Antennas

Revised by BoatUS editors in April 2012

VHF AntennaThe higher the rated gain of your antenna, the longer the range, and the narrower the beam. The transmission range, however, depends more on the height of your antenna than any other factor, including wattage. The higher the antenna, the greater its "line-of-sight". The only way to legally increase the sending and receiving power of your marine radio system is to use a longer antenna with more gain.

Gain is the ability of an antenna to amplify both outgoing and incoming signal power. It's a function of how much the antenna focuses the energy of the signal in a horizontal direction. When gain (measured in decibels, or dB) is increased, the normally oval radiated power pattern becomes more oblong and horizontal, reaching out further toward the horizon. Increasing gain increases your signal power geometrically: a step from 0dB to 3dB will double your signal's power, while a step from 3dB to 6dB quadruples it. Higher gain also means a more narrowly focused beam, which can cause the signal to fade in a rolling sea. The more stable your boat's platform, the less it rolls, and the higher the gain you can effectively use.

Coaxial cable is specially designed to transfer your radio signal to your antenna with as little power loss as possible. Use the largest 95% shielded coax that fits to reduce signal loss between the radio and antenna. PVC-coated (not plastic) cable RG-58 and RG-8X, frequently supplied with the antenna, are fine for cable runs up to 25'. For longer runs, use low-loss cables such as RG-8 or RG-213. RG-8U is not recommended for marine applications because it is foam-filled and will collect moisture, creating loss and quickly corroding the cable inside. Keep the cable run as short as possible and avoid sharp bends, kinks, or strains to get the most from your system.

The ferrule is the bottom fitting on the antenna that threads into your antenna mount. A plastic or nylon ferrule may be adequate on small boats for light use in calm or moderate waters, but it’s always preferable to use high grade stainless fittings. Use silicone or other quality anti-corrosion spray regularly on both the ferrule and the mounting threads to prevent corrosion.

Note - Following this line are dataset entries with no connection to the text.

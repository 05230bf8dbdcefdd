//! How a search session ended.

use serde::Serialize;
use sleuth_core::provider::Usage;

#[derive(Debug, Clone, PartialEq, Serialize)]
#[serde(tag = "kind", rename_all = "snake_case")]
pub enum Outcome {
    /// The model answered; `identifiers` are the code units it relied on
    Answer {
        explanation: String,
        identifiers: Vec<String>,
    },
    Aborted {
        explanation: String,
    },
    BudgetExhausted {
        reason: String,
    },
    Failed {
        reason: String,
    },
    Cancelled,
}

impl Outcome {
    pub fn label(&self) -> &'static str {
        match self {
            Outcome::Answer { .. } => "answer",
            Outcome::Aborted { .. } => "aborted",
            Outcome::BudgetExhausted { .. } => "budget_exhausted",
            Outcome::Failed { .. } => "failed",
            Outcome::Cancelled => "cancelled",
        }
    }
}

/// The end of a session plus what it cost.
#[derive(Debug, Clone, PartialEq, Serialize)]
pub struct SessionOutcome {
    pub outcome: Outcome,
    pub usage: Usage,
    /// Steps recorded in the action history
    pub steps: usize,
}

#[cfg(test)]
mod tests {
    use super::*;

    #[test]
    fn serializes_with_kind_tag() {
        let outcome = SessionOutcome {
            outcome: Outcome::Aborted {
                explanation: "not here".into(),
            },
            usage: Usage::default(),
            steps: 2,
        };
        let json = serde_json::to_value(&outcome).unwrap();
        assert_eq!(json["outcome"]["kind"], "aborted");
        assert_eq!(json["outcome"]["explanation"], "not here");
        assert_eq!(json["steps"], 2);
    }

    #[test]
    fn labels() {
        assert_eq!(Outcome::Cancelled.label(), "cancelled");
        assert_eq!(
            Outcome::Failed {
                reason: "x".into()
            }
            .label(),
            "failed"
        );
    }
}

The connection between your radio and antenna is critical to your VHF system's operation. If you must splice the cable, use proper PL-259 connectors to reduce loss. Use a silicone protectant spray or clear semiconductor heat shrink compound, and wrap them in Ancor Marine Grade - heat shrink tubing or quality vinyl electrical tape to prevent moisture intrusion, which will corrode the copper braid in the coax.  Immediately seal up any nicks in the cable and antenna to keep moisture out. Many connectors today do not require solder. However if you must solder, use proper soldering techniques and at least a 30-watt soldering iron and 60/40 rosin core solder. This job is not difficult, just exacting. If it's beyond your abilities or patience, hire a professional. Poor connections mean poor to no radio performance.